Learning Goals: Bacterial Gene Structure |
---|
|
TABLE 2.
Term | Definition |
---|---|
Promoter | Two conserved gene sequences −10 and −35 nucleotides upstream from transcription initiation. Site for RNA polymerase (sigma factor) recognition and binding. |
Start Site for Transcription | Site where transcription is initiated by RNA polymerase (+1). |
Stop Site for Transcription | Site where transcription is terminated. RNA polymerase falls off of the DNA. |
Shine-Dalgarno | Binding site for small ribosome to initiate translation. |
Start Site for Translation | Site where first tRNA (i.e. amino acid) is added to initiate peptide chain formation. |
Stop Site for Translation | Stop codon that signals translation termination. |
Application of the central dogma to a genome sequence
Using only a computer with internet access, students can now apply their knowledge of gene structure and the central dogma to a bioinformatics exercise. The learning goals are highlighted in Table 3. Students are assigned an “unknown” sequence that is approximately 5,500 nucleotides long (Appendix 2). Students follow the directions and work through the handout provided in Appendix 3. This handout provides the guidelines for completing a simple annotation of three genes from identification of the open reading frames with a gene finder program, to BLAST (Basic Local Alignment Search Tool; http://blast.ncbi.nlm.nih.gov/Blast.cgi?CMD=Web&PAGE_TYPE=BlastHome) and Eco-Cyc analysis. Briefly, students open the sequence in Artemis, a gene finder program freely available from the Wellcome Trust Sanger Institute (http://www.sanger.ac.uk/resources/software/artemis; 7). Within the program, three open reading frames are identified. Students further examine the potential translational start sites, look for Shine-Dalgarno regions in front of each gene, and a promoter. Because all three genes are part of an operon, they should find only one promoter and are asked to address why this is possible. The identification of the promoter as well as all Shine-Dalgarno sequences encourages students to think about the regulation of gene expression and what gene structures are required for this process. This correlates well with the introductory exercise as described above.
TABLE 3.
Learning Goals: Bioinformatics |
---|
|
Following identification and structural analysis of the three genes, students continue the annotation process and determine the putative function of the encoded proteins (Appendix 3). Students copy their protein sequences from Artemis to continue analysis in BLAST sponsored by the National Center for Biotechnology Information. Here, they use a database to look for protein homologies of known function in other organisms. Upon completion, students should recognize protein similarity to β-galactosidase, β-galactosidepermease, and β-galactosidetransacetylase, proteins encoded within the lac operon. Depending on the level being taught, students may be familiar with these proteins. However, if unfamiliar, this is an opportunity to further discuss the function of these proteins and the role they play in a living organism. Students are directed to Eco-Cyc, a database designed to provide a system-wide functional understanding of the molecular components of E. coli(6). Here, students can research not only the function of these three proteins, but also how they are regulated. Within the handout are several guiding questions to help students address the regulation and role these proteins play in the life of a bacterium.
Tips
This exercise works well as an in-class activity so any technological issues can be quickly resolved. Students can work individually or in groups.

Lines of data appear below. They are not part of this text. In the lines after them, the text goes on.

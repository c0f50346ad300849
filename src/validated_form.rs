//! Axum extractor that deserialises and validates url-encoded forms

use crate::error::ReviewError;

use async_trait::async_trait;
use axum::{
    body::Bytes,
    extract::{rejection::BytesRejection, FromRequest},
    http::Request,
};
use hashbrown::HashSet;
use serde::de::DeserializeOwned;
use validator::Validate;

/// An axum extractor that reads the body as url-encoded form data and validates it using the
/// validator crate.
///
/// The body is parsed as a form whatever its `Content-Type`. See [from_first_values] for how
/// repeated and blank fields are handled.
#[derive(Debug, Clone, Copy, Default)]
pub struct ValidatedForm<T>(pub T);

#[async_trait]
impl<T, S, B> FromRequest<S, B> for ValidatedForm<T>
where
    T: DeserializeOwned + Validate,
    S: Send + Sync,
    Bytes: FromRequest<S, B, Rejection = BytesRejection>,
    B: Send + 'static,
{
    type Rejection = ReviewError;

    /// Extract a `ValidatedForm` from a `Request`.
    async fn from_request(req: Request<B>, state: &S) -> Result<Self, Self::Rejection> {
        let body = Bytes::from_request(req, state).await?;
        let value: T = from_first_values(&body)?;
        value.validate()?;
        Ok(ValidatedForm(value))
    }
}

/// Deserialise url-encoded data, keeping only the first non-blank value of each field.
///
/// Fields with an empty value are dropped, so they deserialise as absent.
pub fn from_first_values<T: DeserializeOwned>(input: &[u8]) -> Result<T, ReviewError> {
    let pairs: Vec<(String, String)> = serde_urlencoded::from_bytes(input)?;
    let mut seen = HashSet::new();
    let first: Vec<(String, String)> = pairs
        .into_iter()
        .filter(|(_, value)| !value.is_empty())
        .filter(|(key, _)| seen.insert(key.clone()))
        .collect();
    let encoded = serde_urlencoded::to_string(&first).map_err(|err| ReviewError::Internal {
        message: err.to_string(),
    })?;
    Ok(serde_urlencoded::from_str(&encoded)?)
}
//! Error handling.

use axum::{
    extract::rejection::BytesRejection,
    http::header,
    http::StatusCode,
    response::{IntoResponse, Response},
};
use serde::{Deserialize, Serialize};
use std::error::Error;
use std::path::PathBuf;
use thiserror::Error;
use tracing::{event, Level};

use crate::query::DateBound;

/// Review service error type
///
/// This type encapsulates the errors that may occur while handling a request.
/// Each variant may result in a different API error response.
#[derive(Debug, Error)]
pub enum ReviewError {
    /// A date filter could not be parsed as `YYYY-MM-DD`
    #[error("Invalid {bound} format. Use YYYY-MM-DD")]
    InvalidDate { bound: DateBound },

    /// Error reading the request body
    #[error(transparent)]
    RequestBody(#[from] BytesRejection),

    /// Error deserialising a query string or form body
    #[error("failed to parse url-encoded data")]
    UrlEncoded(#[from] serde_urlencoded::de::Error),

    /// A submitted review failed validation
    #[error("Missing 'Location' or 'ReviewBody'")]
    SubmissionInvalid(#[from] validator::ValidationErrors),

    /// Error serialising a response body
    #[error("failed to serialise response")]
    Serialisation(#[from] serde_json::Error),

    /// Unexpected fault while handling a request
    #[error("{message}")]
    Internal { message: String },
}

impl IntoResponse for ReviewError {
    /// Convert from a `ReviewError` into an [axum::response::Response].
    fn into_response(self) -> Response {
        ErrorResponse::from(self).into_response()
    }
}

/// Errors raised while bulk loading reviews at startup.
#[derive(Debug, Error)]
pub enum LoadError {
    /// The reviews file could not be opened
    #[error("failed to open reviews file {}", path.display())]
    Open {
        path: PathBuf,
        #[source]
        source: csv::Error,
    },

    /// A row of the reviews file could not be parsed
    #[error("malformed review record in {}", path.display())]
    Record {
        path: PathBuf,
        #[source]
        source: csv::Error,
    },
}

/// A response to send in error cases
///
/// The body is a JSON object with a single `error` message.
#[derive(Deserialize, Serialize)]
struct ErrorResponse {
    /// HTTP status of the response
    #[serde(skip)]
    status: StatusCode,

    /// Error message
    error: String,
}

impl ErrorResponse {
    /// Return a new ErrorResponse
    ///
    /// # Arguments
    ///
    /// * `status`: HTTP status of the response
    /// * `error`: The error that occurred. Its display form becomes the message.
    fn new<E>(status: StatusCode, error: &E) -> Self
    where
        E: std::error::Error + Send + Sync,
    {
        ErrorResponse {
            status,
            error: error.to_string(),
        }
    }

    /// Return a 400 bad request ErrorResponse
    fn bad_request<E>(error: &E) -> Self
    where
        E: std::error::Error + Send + Sync,
    {
        Self::new(StatusCode::BAD_REQUEST, error)
    }

    /// Return a 500 internal server error ErrorResponse
    fn internal_server_error<E>(error: &E) -> Self
    where
        E: std::error::Error + Send + Sync,
    {
        Self::new(StatusCode::INTERNAL_SERVER_ERROR, error)
    }
}

impl From<ReviewError> for ErrorResponse {
    /// Convert from a `ReviewError` into an `ErrorResponse`.
    fn from(error: ReviewError) -> Self {
        let response = match &error {
            // Bad request
            ReviewError::InvalidDate { bound: _ }
            | ReviewError::RequestBody(_)
            | ReviewError::UrlEncoded(_)
            | ReviewError::SubmissionInvalid(_) => Self::bad_request(&error),

            // Internal server error
            ReviewError::Serialisation(_) | ReviewError::Internal { message: _ } => {
                Self::internal_server_error(&error)
            }
        };

        // Log server errors.
        if response.status.is_server_error() {
            event!(Level::ERROR, "{}", error.to_string());
            let mut current = error.source();
            while let Some(source) = current {
                event!(Level::ERROR, "Caused by: {}", source.to_string());
                current = source.source();
            }
        }

        response
    }
}

impl IntoResponse for ErrorResponse {
    /// Convert from an `ErrorResponse` into an `axum::response::Response`.
    ///
    /// Renders the response as JSON.
    fn into_response(self) -> Response {
        let json_body = serde_json::to_string_pretty(&self);
        match json_body {
            Err(err) => (
                StatusCode::INTERNAL_SERVER_ERROR,
                format!("Failed to serialise error response: {}", err),
            )
                .into_response(),
            Ok(json_body) => (
                self.status,
                [(&header::CONTENT_TYPE, mime::APPLICATION_JSON.to_string())],
                json_body,
            )
                .into_response(),
        }
    }
}
use crate::app_state::{AppState, SharedAppState};
use crate::error::ReviewError;
use crate::metrics::{
    metrics_handler, record_response_metrics, request_counter, REVIEWS_ACCEPTED, REVIEWS_RETURNED,
};
use crate::models::{ReviewQuery, ReviewSubmission};
use crate::query::{filter_and_rank, ReviewFilter};
use crate::validated_form::{from_first_values, ValidatedForm};

use axum::{
    extract::{RawQuery, State},
    http::header,
    http::StatusCode,
    response::{IntoResponse, Response},
    routing::{get, MethodRouter},
    Router,
};
use serde::Serialize;
use std::sync::Arc;
use tower::ServiceBuilder;
use tower_http::trace::TraceLayer;
use tracing::info;

/// Service type served by [crate::server::serve].
pub type Service = Router;

/// Render `body` as pretty-printed JSON with the given status.
fn pretty_json<T: Serialize>(status: StatusCode, body: &T) -> Result<Response, ReviewError> {
    let json_body = serde_json::to_string_pretty(body)?;
    Ok((
        status,
        [(&header::CONTENT_TYPE, mime::APPLICATION_JSON.to_string())],
        json_body,
    )
        .into_response())
}

/// Build the review router.
///
/// Every path serves the same endpoint, distinguished only by method. Only GET and POST are
/// served; HEAD is rejected like any other method. `/metrics` is routed ahead of it when metrics
/// are enabled.
pub fn router(state: SharedAppState) -> Router {
    let reviews: MethodRouter = get(list_reviews)
        .head(method_not_allowed)
        .post(submit_review)
        .fallback(method_not_allowed)
        .with_state(state.clone());

    let mut router = Router::new();
    if state.args.enable_metrics {
        router = router.route("/metrics", get(metrics_handler));
    }
    router.fallback_service(reviews).layer(
        ServiceBuilder::new().layer(
            TraceLayer::new_for_http()
                .on_request(request_counter)
                .on_response(record_response_metrics),
        ),
    )
}

/// Returns a [Service] for the given application state.
pub fn service(state: AppState) -> Service {
    router(Arc::new(state))
}

/// Return reviews filtered by the query parameters, ranked by descending sentiment.
///
/// A repeated parameter takes its first value.
async fn list_reviews(
    State(state): State<SharedAppState>,
    RawQuery(query): RawQuery,
) -> Result<Response, ReviewError> {
    let query: ReviewQuery = from_first_values(query.unwrap_or_default().as_bytes())?;
    let filter = ReviewFilter::from_query(&query)?;
    let reviews = state.store.all().await;
    let ranked = filter_and_rank(reviews, &filter, state.scorer.as_ref());
    REVIEWS_RETURNED.observe(ranked.len() as f64);
    pretty_json(StatusCode::OK, &ranked)
}

/// Validate a submitted review and append it to the store.
async fn submit_review(
    State(state): State<SharedAppState>,
    ValidatedForm(submission): ValidatedForm<ReviewSubmission>,
) -> Result<Response, ReviewError> {
    let review = submission.into_review()?;
    let response = pretty_json(StatusCode::CREATED, &review)?;
    info!(review_id = %review.review_id, location = %review.location, "Accepted review");
    state.store.append(review).await;
    REVIEWS_ACCEPTED.inc();
    Ok(response)
}

async fn method_not_allowed() -> (StatusCode, &'static str) {
    (StatusCode::METHOD_NOT_ALLOWED, "Method Not Allowed")
}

The lac operon may be substituted with sequences from any bacterial genome to make the activity more relevant to class discussions.
Extension
For advanced students, this activity has several extensions:
The materials provided here only introduce the BLAST program. Kerfeld and Scott have highlighted many pedagogical opportunities when working with BLAST (4).
Upon completion, students can apply their newly learned bioinformatics skills to additional annotation assignments. For example, students can conduct authentic analysis of newly identified genes in real bacterial genomes through the Undergraduate Research in Microbiology Genomic Analysis program, sponsored by the Department of Energy Joint Genome Institute (http://www.jgi.doe.gov/education) (5).
This material can instigate discussions on gene regulation and the lac operon.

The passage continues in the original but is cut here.